Peu de lettres du Nouveau Testament naissent d’une urgence aussi grande que Galates. Paul écrit avec irritation, presque sans les éloges habituels d’ouverture, car il voyait l’Évangile de la grâce déformé sous ses yeux.
Des maîtres appelés judaïsants étaient arrivés dans les Églises de Galatie en enseignant quelque chose de dangereux. Ils disaient que la foi en Christ ne suffisait pas, qu’il fallait aussi observer la loi de Moïse et se faire circoncire pour être pleinement accepté par Dieu.
Pour Paul, ce n’était pas un détail secondaire. Mélanger la grâce et la loi comme voie de salut, c’était prêcher un autre évangile, et c’est pourquoi il affronte cette erreur avec une fermeté rare dans ses lettres.
Galates révèle le cœur de Dieu comme celui qui sauve par pure grâce, sans mérite humain. Personne n’est justifié en accomplissant des règles; tous sont justifiés par la foi en Jésus-Christ, qui s’est livré pour nous à la croix.
La lettre montre aussi ce que la grâce produit dans une vie remise au Saint-Esprit. Libéré de la loi comme voie de salut, le chrétien est appelé à servir les autres par amour, et non par crainte.

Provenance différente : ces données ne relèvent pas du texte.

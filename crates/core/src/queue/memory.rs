//! In-process task queue.

use async_trait::async_trait;
use std::collections::{HashSet, VecDeque};
use std::sync::Arc;
use std::time::Duration;
use tokio::sync::{Mutex, Notify};
use tracing::debug;

use super::{QueueError, TaskQueue};

#[derive(Default)]
struct QueueState {
    items: VecDeque<String>,
    waiting: HashSet<String>,
    closed: bool,
}

struct Inner {
    state: Mutex<QueueState>,
    notify: Notify,
}

/// FIFO queue held in memory, shared by cloning.
///
/// Contents are lost on restart; the supervisor rebuilds them from the
/// task store on startup.
#[derive(Clone)]
pub struct MemoryTaskQueue {
    inner: Arc<Inner>,
}

impl Default for MemoryTaskQueue {
    fn default() -> Self {
        Self::new()
    }
}

impl MemoryTaskQueue {
    pub fn new() -> Self {
        Self {
            inner: Arc::new(Inner {
                state: Mutex::new(QueueState::default()),
                notify: Notify::new(),
            }),
        }
    }

    async fn push(inner: &Inner, task_id: &str) -> Result<bool, QueueError> {
        let mut state = inner.state.lock().await;
        if state.closed {
            return Err(QueueError::Closed);
        }
        if !state.waiting.insert(task_id.to_string()) {
            return Ok(false);
        }
        state.items.push_back(task_id.to_string());
        drop(state);

        inner.notify.notify_one();
        Ok(true)
    }
}

#[async_trait]
impl TaskQueue for MemoryTaskQueue {
    async fn enqueue(&self, task_id: &str) -> Result<bool, QueueError> {
        Self::push(&self.inner, task_id).await
    }

    async fn enqueue_after(&self, task_id: &str, delay: Duration) -> Result<(), QueueError> {
        if self.inner.state.lock().await.closed {
            return Err(QueueError::Closed);
        }

        let inner = Arc::clone(&self.inner);
        let task_id = task_id.to_string();
        tokio::spawn(async move {
            tokio::time::sleep(delay).await;
            if let Err(e) = Self::push(&inner, &task_id).await {
                debug!(task_id = %task_id, error = %e, "Delayed enqueue dropped");
            }
        });
        Ok(())
    }

    async fn dequeue(&self) -> Option<String> {
        loop {
            // Registered before checking so a concurrent push cannot be missed.
            let notified = self.inner.notify.notified();
            {
                let mut state = self.inner.state.lock().await;
                if let Some(task_id) = state.items.pop_front() {
                    state.waiting.remove(&task_id);
                    return Some(task_id);
                }
                if state.closed {
                    return None;
                }
            }
            notified.await;
        }
    }

    async fn len(&self) -> usize {
        self.inner.state.lock().await.items.len()
    }

    async fn close(&self) {
        self.inner.state.lock().await.closed = true;
        self.inner.notify.notify_waiters();
    }
}

#[cfg(test)]
mod tests {
    use super::*;

    #[tokio::test]
    async fn test_fifo_order() {
        let queue = MemoryTaskQueue::new();
        queue.enqueue("a").await.unwrap();
        queue.enqueue("b").await.unwrap();
        assert_eq!(queue.len().await, 2);

        assert_eq!(queue.dequeue().await.as_deref(), Some("a"));
        assert_eq!(queue.dequeue().await.as_deref(), Some("b"));
        assert!(queue.is_empty().await);
    }

    #[tokio::test]
    async fn test_enqueue_is_idempotent_while_waiting() {
        let queue = MemoryTaskQueue::new();
        assert!(queue.enqueue("a").await.unwrap());
        assert!(!queue.enqueue("a").await.unwrap());
        assert_eq!(queue.len().await, 1);

        queue.dequeue().await.unwrap();
        // once handed out it may be queued again
        assert!(queue.enqueue("a").await.unwrap());
    }

    #[tokio::test]
    async fn test_dequeue_waits_for_enqueue() {
        let queue = MemoryTaskQueue::new();
        let consumer = {
            let queue = queue.clone();
            tokio::spawn(async move { queue.dequeue().await })
        };
        tokio::time::sleep(Duration::from_millis(20)).await;
        queue.enqueue("late").await.unwrap();

        let got = tokio::time::timeout(Duration::from_secs(1), consumer)
            .await
            .unwrap()
            .unwrap();
        assert_eq!(got.as_deref(), Some("late"));
    }

    #[tokio::test]
    async fn test_close_wakes_consumers() {
        let queue = MemoryTaskQueue::new();
        let consumer = {
            let queue = queue.clone();
            tokio::spawn(async move { queue.dequeue().await })
        };
        tokio::time::sleep(Duration::from_millis(20)).await;
        queue.close().await;

        let got = tokio::time::timeout(Duration::from_secs(1), consumer)
            .await
            .unwrap()
            .unwrap();
        assert_eq!(got, None);
        assert_eq!(queue.enqueue("x").await, Err(QueueError::Closed));
    }

    #[tokio::test]
    async fn test_enqueue_after_delays_delivery() {
        let queue = MemoryTaskQueue::new();
        queue
            .enqueue_after("later", Duration::from_millis(50))
            .await
            .unwrap();
        assert!(queue.is_empty().await);

        let got = tokio::time::timeout(Duration::from_secs(1), queue.dequeue())
            .await
            .unwrap();
        assert_eq!(got.as_deref(), Some("later"));
    }
}
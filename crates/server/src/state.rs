use std::sync::Arc;

use alphavid_core::{Config, ConversionService, SanitizedConfig, WorkerPool};

/// Shared application state
pub struct AppState {
    config: Config,
    service: Arc<ConversionService>,
    pool: Option<Arc<WorkerPool>>,
}

impl AppState {
    pub fn new(
        config: Config,
        service: Arc<ConversionService>,
        pool: Option<Arc<WorkerPool>>,
    ) -> Self {
        Self {
            config,
            service,
            pool,
        }
    }

    pub fn sanitized_config(&self) -> SanitizedConfig {
        SanitizedConfig::from(&self.config)
    }

    pub fn config(&self) -> &Config {
        &self.config
    }

    pub fn service(&self) -> &ConversionService {
        &self.service
    }

    /// The worker pool, if workers run in this process.
    pub fn pool(&self) -> Option<&Arc<WorkerPool>> {
        self.pool.as_ref()
    }
}
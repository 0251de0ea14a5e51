//! Converter module for the keying transcode.
//!
//! This module provides the `Converter` trait and an FFmpeg implementation
//! that applies a [`FilterChain`](crate::filter::FilterChain) and encodes
//! WebM/VP9 with an alpha plane and no audio.
//!
//! # Example
//!
//! ```ignore
//! use alphavid_core::converter::{ConversionJob, Converter, FfmpegConverter};
//! use alphavid_core::filter::build_filter_chain;
//!
//! let converter = FfmpegConverter::with_defaults();
//! converter.validate().await?;
//!
//! let info = converter.probe(Path::new("/path/to/clip.mp4")).await?;
//! println!("Duration: {} seconds", info.duration_secs);
//!
//! let job = ConversionJob {
//!     job_id: "job-1".to_string(),
//!     input_path: PathBuf::from("/path/to/clip.mp4"),
//!     output_path: PathBuf::from("/path/to/clip.webm"),
//!     filter_chain: build_filter_chain(&options),
//! };
//! let result = converter.convert(job).await?;
//! println!("Converted in {} ms", result.duration_ms);
//! ```

mod config;
mod error;
mod ffmpeg;
mod traits;
mod types;

pub use config::ConverterConfig;
pub use error::ConverterError;
pub use ffmpeg::FfmpegConverter;
pub use traits::Converter;
pub use types::{ConversionJob, ConversionResult, MediaInfo};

Cette marche dans l’Esprit engendre un fruit visible et reconnaissable: amour, joie, paix, patience et d’autres vertus qui naissent de celui qui appartient à Christ, et non de l’effort pour mériter l’approbation de Dieu.
Peu de livres défendent avec autant de clarté que le salut est un don reçu par la foi, et non une conquête obtenue par l’effort humain. Et peu invitent avec autant d’urgence à demeurer ferme dans la liberté que Christ a déjà conquise.
Lire Galates, c’est revenir au cœur de l’Évangile: la croix de Christ comme unique fondement, la foi comme unique moyen et l’Esprit comme force pour une vie nouvelle. Que cette lecture renouvelle cette certitude dans le cœur de celui qui s’approche du texte.